7. The method of claim 1, wherein the step of providing a balloon catheter includes:

a) providing a tube having a first lumen and a second lumen;

b) cutting the tube to a desired length;

c) forming a balloon layer over the tube, the balloon layer having a first end and a second end, each of the first and second ends being attached to the tube; and

d) applying a sheath layer over a portion of the length of the tube.

8. The method of claim 7, further including attaching an end piece to a proximal end of the tube.

9. The method of claim 7, further including creating a drainage eye in an outer surface of the tube that communications with the one of the first and second lumens of the tube.

10. A method of manufacturing a catheter, the method comprising the steps of:

a) providing a balloon catheter having a retention balloon; and

b) immersing the retention balloon of the balloon catheter in an oil bath.

11. The method of claim 10, wherein the step of immersing the retention balloon in the oil bath includes immersing the retention balloon in a mineral oil bath.

12. The method of claim 10, wherein the step of immersing the retention balloon in the oil bath includes immersing the retention balloon for a period of up to 72 hours.

13. The method of claim 12, wherein the step of immersing the retention balloon in the oil bath includes immersing the retention balloon for about 24 hours.

14. The method of claim 10, wherein the step of immersing the retention balloon in the oil bath includes immersing the retention balloon in a heated oil bath.

15. The method of claim 10, wherein the step of providing the catheter includes providing a catheter having a retention balloon constructed of silicone rubber.

16. The method of claim 10, wherein the step of providing a balloon catheter includes:

a) providing a double lumen tube;

b) attaching a tip to a distal end of the double lumen tube;

c) immersing the double lumen tube in a bath of bond preventing agent, and subsequently removing a portion of the bond preventing agent adhered to the double lumen tube;

d) immersing the double lumen tube in a bath of silicone rubber and subsequently removing a portion of the silicone rubber to form a balloon layer; and

e) immersing the double lumen tube in a bath of silicone rubber to form a sheath layer, wherein the retention balloon is defined by the balloon layer and a portion of the sheath layer.

17. The method of claim 16, further including attaching an end piece to a proximal end of the double lumen tube.

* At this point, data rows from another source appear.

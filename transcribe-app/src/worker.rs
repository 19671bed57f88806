//! # Transcription Worker
//!
//! A dedicated thread that runs the (CPU-bound, synchronous) pipeline for
//! the web server. Jobs arrive over a crossbeam channel and each one is
//! answered on its own oneshot channel, so async handlers never block.

use std::panic::{self, AssertUnwindSafe};
use std::thread::{self, JoinHandle};

use anyhow::{anyhow, Context, Result};
use crossbeam_channel::{Receiver, Sender};
use tokio::sync::oneshot;
use tracing::{debug, error, info};
use transcribe_core::render::RasterRenderer;
use transcribe_core::{transcribe, TranscribeRequest, TranscriptionConfig, TranscriptionReport};

/// One queued transcription and where to send its result.
struct Job {
    request: TranscribeRequest,
    reply: oneshot::Sender<Result<TranscriptionReport>>,
}

/// Worker thread management structure.
///
/// Dropping the worker signals shutdown and waits for the thread; a job in
/// progress is allowed to finish.
pub struct TranscriptionWorker {
    job_tx: Sender<Job>,
    shutdown_tx: Sender<()>,
    thread_handle: Option<JoinHandle<()>>,
}

impl TranscriptionWorker {
    /// Spawns the worker thread.
    pub fn start(
        config: TranscriptionConfig,
        renderer: Option<Box<dyn RasterRenderer>>,
    ) -> Result<Self> {
        config.validate().context("invalid transcription config")?;
        let (job_tx, job_rx) = crossbeam_channel::unbounded::<Job>();
        let (shutdown_tx, shutdown_rx) = crossbeam_channel::bounded(1);

        let thread_handle = thread::Builder::new()
            .name("transcribe-worker".to_string())
            .spawn(move || run(job_rx, shutdown_rx, config, renderer))
            .context("failed to spawn transcription worker")?;

        Ok(Self {
            job_tx,
            shutdown_tx,
            thread_handle: Some(thread_handle),
        })
    }

    /// Queues a request; the receiver resolves when the pipeline finishes.
    pub fn submit(
        &self,
        request: TranscribeRequest,
    ) -> Result<oneshot::Receiver<Result<TranscriptionReport>>> {
        let (reply, rx) = oneshot::channel();
        self.job_tx
            .send(Job { request, reply })
            .map_err(|_| anyhow!("transcription worker has stopped"))?;
        Ok(rx)
    }
}

impl Drop for TranscriptionWorker {
    fn drop(&mut self) {
        let _ = self.shutdown_tx.try_send(());
        if let Some(handle) = self.thread_handle.take() {
            if handle.join().is_err() {
                error!("[WORKER] Thread panicked during shutdown");
            }
        }
    }
}

fn run(
    job_rx: Receiver<Job>,
    shutdown_rx: Receiver<()>,
    config: TranscriptionConfig,
    renderer: Option<Box<dyn RasterRenderer>>,
) {
    info!("[WORKER] Transcription worker started");
    loop {
        crossbeam_channel::select! {
            recv(job_rx) -> msg => match msg {
                Ok(Job { request, reply }) => {
                    debug!("[WORKER] Transcribing {}", request.audio_path.display());
                    let result = panic::catch_unwind(AssertUnwindSafe(|| {
                        transcribe(&request, &config, renderer.as_deref())
                    }));
                    let result = match result {
                        Ok(outcome) => outcome.map_err(anyhow::Error::from),
                        Err(_) => Err(anyhow!("transcription panicked")),
                    };
                    // The handler may have gone away (client disconnected)
                    if reply.send(result).is_err() {
                        debug!("[WORKER] Result receiver dropped");
                    }
                }
                Err(_) => {
                    debug!("[WORKER] Job channel closed");
                    break;
                }
            },
            recv(shutdown_rx) -> _ => {
                debug!("[WORKER] Received shutdown signal");
                break;
            },
        }
    }
    info!("[WORKER] Transcription worker finished");
}

#[cfg(test)]
mod tests {
    use super::*;

    #[tokio::test]
    async fn test_failed_job_is_reported() {
        let worker = TranscriptionWorker::start(TranscriptionConfig::default(), None).unwrap();
        let dir = tempfile::tempdir().unwrap();
        let request = TranscribeRequest::in_dir(dir.path().join("missing.wav"), dir.path(), false);

        let result = worker.submit(request).unwrap().await.unwrap();
        let err = result.unwrap_err();
        assert!(matches!(
            err.downcast_ref::<transcribe_core::Error>(),
            Some(transcribe_core::Error::Io(_))
        ));
    }

    #[test]
    fn test_invalid_config_is_rejected_at_start() {
        let mut config = TranscriptionConfig::default();
        config.score.divisions = 5;
        assert!(TranscriptionWorker::start(config, None).is_err());
    }
}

18. The method of claim 16, further including creating a drainage eye in an outer surface of the double lumen tube that communications with one lumen of the double lumen tube.

19. The method of claim 16, wherein the step of immersing the retention balloon in the oil bath includes dwelling the retention balloon in the oil bath for a period of time such that oil is absorbed by the portion of the sheath layer and the balloon layer.

20. A catheter, comprising:

a) a catheter shaft; and

b) an inflatable retention balloon attached to the catheter shaft, the inflatable retention balloon being constructed of a material saturated with oil.